Saved entries
════════════════════

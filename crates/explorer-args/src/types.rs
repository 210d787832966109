#![forbid(unsafe_code)]

//! Declared arg types.
//!
//! A [`TypeDescriptor`] is the closed set of semantic types a control can
//! declare. The JSON form matches what story metadata carries:
//!
//! ```json
//! { "name": "array", "value": { "name": "object", "value": { "on": { "name": "boolean" } } } }
//! ```
//!
//! A bare string (`"number"`) is accepted as shorthand for `{ "name": "number" }`.

use std::collections::BTreeMap;

use serde::de::Error as _;
use serde::ser::SerializeMap;
use serde::{Deserialize, Deserializer, Serialize, Serializer};
use serde_json::Value;

use crate::error::ArgsError;

/// Field name to declared type, for the children of an `object` type.
pub type FieldTypes = BTreeMap<String, TypeDescriptor>;

/// Arg name to its declaration.
pub type ArgSchema = BTreeMap<String, ArgType>;

/// Semantic type of an arg.
#[derive(Debug, Clone, PartialEq, Eq)]
pub enum TypeDescriptor {
    /// Text.
    String,
    /// Floating point number.
    Number,
    /// `true` / `false`.
    Boolean,
    /// Callback; never representable as a control value.
    Function,
    /// Nested record with typed fields.
    Object(FieldTypes),
    /// Homogeneous list.
    Array(Box<TypeDescriptor>),
    /// Any other tag (`enum`, `symbol`, ...); values pass through untouched.
    Other(String),
}

impl TypeDescriptor {
    /// Build an `object` type from `(field, type)` pairs.
    #[must_use]
    pub fn object<K: Into<String>>(fields: impl IntoIterator<Item = (K, TypeDescriptor)>) -> Self {
        Self::Object(fields.into_iter().map(|(k, v)| (k.into(), v)).collect())
    }

    /// Build an `array` type.
    #[must_use]
    pub fn array(element: TypeDescriptor) -> Self {
        Self::Array(Box::new(element))
    }

    /// The tag name used in the JSON form.
    #[must_use]
    pub fn name(&self) -> &str {
        match self {
            Self::String => "string",
            Self::Number => "number",
            Self::Boolean => "boolean",
            Self::Function => "function",
            Self::Object(_) => "object",
            Self::Array(_) => "array",
            Self::Other(name) => name,
        }
    }

    /// Nesting depth; scalars are 1.
    #[must_use]
    pub fn depth(&self) -> usize {
        match self {
            Self::Object(fields) => 1 + fields.values().map(Self::depth).max().unwrap_or(0),
            Self::Array(element) => 1 + element.depth(),
            _ => 1,
        }
    }

    /// Build a descriptor from its JSON form.
    pub fn from_json(value: &Value) -> Result<Self, ArgsError> {
        descriptor_from_json(value, "$")
    }

    /// Render the JSON form.
    #[must_use]
    pub fn to_json(&self) -> Value {
        let mut map = serde_json::Map::new();
        map.insert("name".to_owned(), Value::String(self.name().to_owned()));
        match self {
            Self::Object(fields) => {
                let fields = fields
                    .iter()
                    .map(|(k, v)| (k.clone(), v.to_json()))
                    .collect::<serde_json::Map<_, _>>();
                map.insert("value".to_owned(), Value::Object(fields));
            }
            Self::Array(element) => {
                map.insert("value".to_owned(), element.to_json());
            }
            _ => {}
        }
        Value::Object(map)
    }
}

fn descriptor_from_json(value: &Value, path: &str) -> Result<TypeDescriptor, ArgsError> {
    let (name, inner) = match value {
        Value::String(name) => (name.as_str(), None),
        Value::Object(map) => {
            let name = map
                .get("name")
                .and_then(Value::as_str)
                .ok_or_else(|| ArgsError::invalid_schema(path, "type is missing a string `name`"))?;
            (name, map.get("value"))
        }
        other => {
            return Err(ArgsError::invalid_schema(
                path,
                format!("expected a type object or name, found {}", json_kind(other)),
            ));
        }
    };

    Ok(match name {
        "string" => TypeDescriptor::String,
        "number" => TypeDescriptor::Number,
        "boolean" => TypeDescriptor::Boolean,
        "function" => TypeDescriptor::Function,
        "object" => {
            let Some(Value::Object(fields)) = inner else {
                return Err(ArgsError::invalid_schema(
                    path,
                    "`object` type needs a `value` map of field types",
                ));
            };
            let mut out = FieldTypes::new();
            for (field, ty) in fields {
                let child = format!("{path}.{field}");
                out.insert(field.clone(), descriptor_from_json(ty, &child)?);
            }
            TypeDescriptor::Object(out)
        }
        "array" => {
            let Some(element) = inner else {
                return Err(ArgsError::invalid_schema(
                    path,
                    "`array` type needs a `value` element type",
                ));
            };
            TypeDescriptor::array(descriptor_from_json(element, &format!("{path}[]"))?)
        }
        other => TypeDescriptor::Other(other.to_owned()),
    })
}

fn json_kind(value: &Value) -> &'static str {
    match value {
        Value::Null => "null",
        Value::Bool(_) => "boolean",
        Value::Number(_) => "number",
        Value::String(_) => "string",
        Value::Array(_) => "array",
        Value::Object(_) => "object",
    }
}

impl Serialize for TypeDescriptor {
    fn serialize<S: Serializer>(&self, serializer: S) -> Result<S::Ok, S::Error> {
        let len = match self {
            Self::Object(_) | Self::Array(_) => 2,
            _ => 1,
        };
        let mut map = serializer.serialize_map(Some(len))?;
        map.serialize_entry("name", self.name())?;
        match self {
            Self::Object(fields) => map.serialize_entry("value", fields)?,
            Self::Array(element) => map.serialize_entry("value", element)?,
            _ => {}
        }
        map.end()
    }
}

impl<'de> Deserialize<'de> for TypeDescriptor {
    fn deserialize<D: Deserializer<'de>>(deserializer: D) -> Result<Self, D::Error> {
        let value = Value::deserialize(deserializer)?;
        Self::from_json(&value).map_err(D::Error::custom)
    }
}

/// Declaration of one arg.
#[derive(Debug, Clone, PartialEq, Eq, Serialize, Deserialize)]
pub struct ArgType {
    /// Declared semantic type.
    #[serde(rename = "type")]
    pub ty: TypeDescriptor,

    /// Display name, if the story gives one.
    #[serde(default, skip_serializing_if = "Option::is_none")]
    pub name: Option<String>,

    /// Free-form description.
    #[serde(default, skip_serializing_if = "Option::is_none")]
    pub description: Option<String>,
}

impl ArgType {
    /// Declare an arg of the given type.
    #[must_use]
    pub fn new(ty: TypeDescriptor) -> Self {
        Self {
            ty,
            name: None,
            description: None,
        }
    }

    /// Attach a description.
    #[must_use]
    pub fn with_description(mut self, description: impl Into<String>) -> Self {
        self.description = Some(description.into());
        self
    }
}

impl From<TypeDescriptor> for ArgType {
    fn from(ty: TypeDescriptor) -> Self {
        Self::new(ty)
    }
}

/// Parse an arg schema from JSON.
///
/// ```
/// use explorer_args::{parse_schema, TypeDescriptor};
///
/// let schema = parse_schema(r#"{ "count": { "type": { "name": "number" } } }"#).unwrap();
/// assert_eq!(schema["count"].ty, TypeDescriptor::Number);
/// ```
pub fn parse_schema(json: &str) -> Result<ArgSchema, ArgsError> {
    let value: Value = serde_json::from_str(json)?;
    let Value::Object(entries) = value else {
        return Err(ArgsError::invalid_schema(
            "$",
            format!("schema root must be an object, found {}", json_kind(&value)),
        ));
    };
    let mut schema = ArgSchema::new();
    for (key, entry) in entries {
        let path = format!("$.{key}");
        let Value::Object(mut decl) = entry else {
            return Err(ArgsError::invalid_schema(&path, "arg declaration must be an object"));
        };
        let Some(ty) = decl.remove("type") else {
            return Err(ArgsError::invalid_schema(&path, "arg declaration is missing `type`"));
        };
        let ty = descriptor_from_json(&ty, &format!("{path}.type"))?;
        let text = |v: Option<Value>| match v {
            Some(Value::String(s)) => Some(s),
            _ => None,
        };
        schema.insert(
            key,
            ArgType {
                ty,
                name: text(decl.remove("name")),
                description: text(decl.remove("description")),
            },
        );
    }
    Ok(schema)
}

#[cfg(test)]
mod tests {
    use super::*;
    use serde_json::json;

    #[test]
    fn scalar_names() {
        for (name, expected) in [
            ("string", TypeDescriptor::String),
            ("number", TypeDescriptor::Number),
            ("boolean", TypeDescriptor::Boolean),
            ("function", TypeDescriptor::Function),
        ] {
            assert_eq!(TypeDescriptor::from_json(&json!({ "name": name })).unwrap(), expected);
            assert_eq!(TypeDescriptor::from_json(&json!(name)).unwrap(), expected);
        }
    }

    #[test]
    fn unknown_names_are_other() {
        let ty = TypeDescriptor::from_json(&json!({ "name": "enum", "value": ["a", "b"] })).unwrap();
        assert_eq!(ty, TypeDescriptor::Other("enum".to_owned()));
        assert_eq!(ty.name(), "enum");
    }

    #[test]
    fn nested_object_and_array() {
        let ty = TypeDescriptor::from_json(&json!({
            "name": "object",
            "value": {
                "arr": { "name": "array", "value": { "name": "number" } },
                "obj": { "name": "object", "value": { "bool": { "name": "boolean" } } }
            }
        }))
        .unwrap();
        let expected = TypeDescriptor::object([
            ("arr", TypeDescriptor::array(TypeDescriptor::Number)),
            ("obj", TypeDescriptor::object([("bool", TypeDescriptor::Boolean)])),
        ]);
        assert_eq!(ty, expected);
        assert_eq!(ty.depth(), 3);
    }

    #[test]
    fn object_without_fields_is_rejected() {
        let err = TypeDescriptor::from_json(&json!({ "name": "object" })).unwrap_err();
        assert!(matches!(err, ArgsError::InvalidSchema { .. }));
        assert!(err.to_string().contains("`object`"));
    }

    #[test]
    fn array_without_element_reports_path() {
        let err = TypeDescriptor::from_json(&json!({
            "name": "object",
            "value": { "items": { "name": "array" } }
        }))
        .unwrap_err();
        assert!(err.to_string().contains("$.items"), "{err}");
    }

    #[test]
    fn serde_round_trip_matches_json_form() {
        let ty = TypeDescriptor::array(TypeDescriptor::object([("on", TypeDescriptor::Boolean)]));
        let text = serde_json::to_string(&ty).unwrap();
        let back: TypeDescriptor = serde_json::from_str(&text).unwrap();
        assert_eq!(back, ty);
        assert_eq!(serde_json::to_value(&ty).unwrap(), ty.to_json());
    }

    #[test]
    fn parse_schema_reads_metadata() {
        let schema = parse_schema(
            r#"{
                "label": { "name": "label", "description": "Button text", "type": { "name": "string" } },
                "onClick": { "type": "function" }
            }"#,
        )
        .unwrap();
        assert_eq!(schema.len(), 2);
        assert_eq!(schema["label"].ty, TypeDescriptor::String);
        assert_eq!(schema["label"].description.as_deref(), Some("Button text"));
        assert_eq!(schema["onClick"].ty, TypeDescriptor::Function);
    }

    #[test]
    fn parse_schema_rejects_missing_type() {
        let err = parse_schema(r#"{ "a": { "name": "a" } }"#).unwrap_err();
        assert!(err.to_string().contains("$.a"), "{err}");
    }

    #[test]
    fn parse_schema_rejects_bad_json() {
        assert!(matches!(parse_schema("{"), Err(ArgsError::Parse(_))));
        assert!(matches!(parse_schema("[]"), Err(ArgsError::InvalidSchema { .. })));
    }
}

════════════════════

## GOAL OF THE EXERCISE
Pick out, from the lines above, every one that contains the string "story".

## ANSWER FOR THE TASK
//! declare. The JSON form matches what story metadata carries:
    /// Display name, if the story gives one.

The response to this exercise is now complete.